Exercise aim>
Your answer must be the full set of records, repeated exactly.

Material for this exercise>
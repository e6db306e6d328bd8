//! Points Service
//!
//! Implements `PointsApi` over an `ItemCatalog` and a `PointsLedger`.

use async_trait::async_trait;
use shared_types::{Caller, Item, ItemId, UserId};
use std::sync::Arc;
use tracing::{info, warn};

use crate::domain::{AwardOutcome, PointsBalance, PointsError};
use crate::ports::{ItemCatalog, PointsApi, PointsLedger};

/// Points Award Engine.
pub struct PointsService<C: ItemCatalog, L: PointsLedger> {
    catalog: Arc<C>,
    ledger: Arc<L>,
}

impl<C: ItemCatalog, L: PointsLedger> PointsService<C, L> {
    pub fn new(catalog: Arc<C>, ledger: Arc<L>) -> Self {
        Self { catalog, ledger }
    }

    fn giver(caller: &Caller) -> Result<&UserId, PointsError> {
        caller.user_id().ok_or(PointsError::Unauthenticated)
    }

    /// Ownership then status. Ownership is checked first so a non-owner
    /// learns nothing about the item's status.
    fn check_gate(item: &Item, giver: &UserId) -> Result<(), PointsError> {
        if !item.is_owned_by(giver) {
            return Err(PointsError::Forbidden);
        }
        if !item.status.is_given() {
            return Err(PointsError::InvalidState {
                status: item.status.clone(),
            });
        }
        Ok(())
    }
}

#[async_trait]
impl<C, L> PointsApi for PointsService<C, L>
where
    C: ItemCatalog + 'static,
    L: PointsLedger + 'static,
{
    async fn award_for_item(
        &self,
        caller: &Caller,
        item_id: &str,
    ) -> Result<AwardOutcome, PointsError> {
        let giver = Self::giver(caller)?;
        let item_id = ItemId::parse(item_id).map_err(PointsError::InvalidItem)?;

        let item = self
            .catalog
            .get_item(&item_id)
            .await?
            .ok_or(PointsError::NotFound)?;
        Self::check_gate(&item, giver)?;

        let outcome = self
            .ledger
            .award_points_for_item(giver, &item_id)
            .await
            .map_err(|e| {
                warn!(item = %item_id, giver = %giver, error = %e, "award procedure failed");
                PointsError::AwardFailed(e)
            })?;

        info!(
            item = %item_id,
            giver = %giver,
            outcome = outcome.as_str(),
            "points award processed"
        );
        Ok(outcome)
    }

    async fn balance(&self, caller: &Caller) -> Result<PointsBalance, PointsError> {
        let user = Self::giver(caller)?;
        Ok(self.ledger.balance(user).await?)
    }
}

Exercise response>
repository e6db306e6d328bd8
//! Points Service
//!
//! Implements `PointsApi` over an `ItemCatalog` and a `PointsLedger`.

use async_trait::async_trait;
use shared_types::{Caller, Item, ItemId, UserId};
use std::sync::Arc;
use tracing::{info, warn};

use crate::domain::{AwardOutcome, PointsBalance, PointsError};
use crate::ports::{ItemCatalog, PointsApi, PointsLedger};

/// Points Award Engine.
pub struct PointsService<C: ItemCatalog, L: PointsLedger> {
    catalog: Arc<C>,
    ledger: Arc<L>,
}

impl<C: ItemCatalog, L: PointsLedger> PointsService<C, L> {
    pub fn new(catalog: Arc<C>, ledger: Arc<L>) -> Self {
        Self { catalog, ledger }
    }

    fn giver(caller: &Caller) -> Result<&UserId, PointsError> {
        caller.user_id().ok_or(PointsError::Unauthenticated)
    }

    /// Ownership then status. Ownership is checked first so a non-owner
    /// learns nothing about the item's status.
    fn check_gate(item: &Item, giver: &UserId) -> Result<(), PointsError> {
        if !item.is_owned_by(giver) {
            return Err(PointsError::Forbidden);
        }
        if !item.status.is_given() {
            return Err(PointsError::InvalidState {
                status: item.status.clone(),
            });
        }
        Ok(())
    }
}

#[async_trait]
impl<C, L> PointsApi for PointsService<C, L>
where
    C: ItemCatalog + 'static,
    L: PointsLedger + 'static,
{
    async fn award_for_item(
        &self,
        caller: &Caller,
        item_id: &str,
    ) -> Result<AwardOutcome, PointsError> {
        let giver = Self::giver(caller)?;
        let item_id = ItemId::parse(item_id).map_err(PointsError::InvalidItem)?;

        let item = self
            .catalog
            .get_item(&item_id)
            .await?
            .ok_or(PointsError::NotFound)?;
        Self::check_gate(&item, giver)?;

        let outcome = self
            .ledger
            .award_points_for_item(giver, &item_id)
            .await
            .map_err(|e| {
                warn!(item = %item_id, giver = %giver, error = %e, "award procedure failed");
                PointsError::AwardFailed(e)
            })?;

        info!(
            item = %item_id,
            giver = %giver,
            outcome = outcome.as_str(),
            "points award processed"
        );
        Ok(outcome)
    }

    async fn balance(&self, caller: &Caller) -> Result<PointsBalance, PointsError> {
        let user = Self::giver(caller)?;
        Ok(self.ledger.balance(user).await?)
    }
}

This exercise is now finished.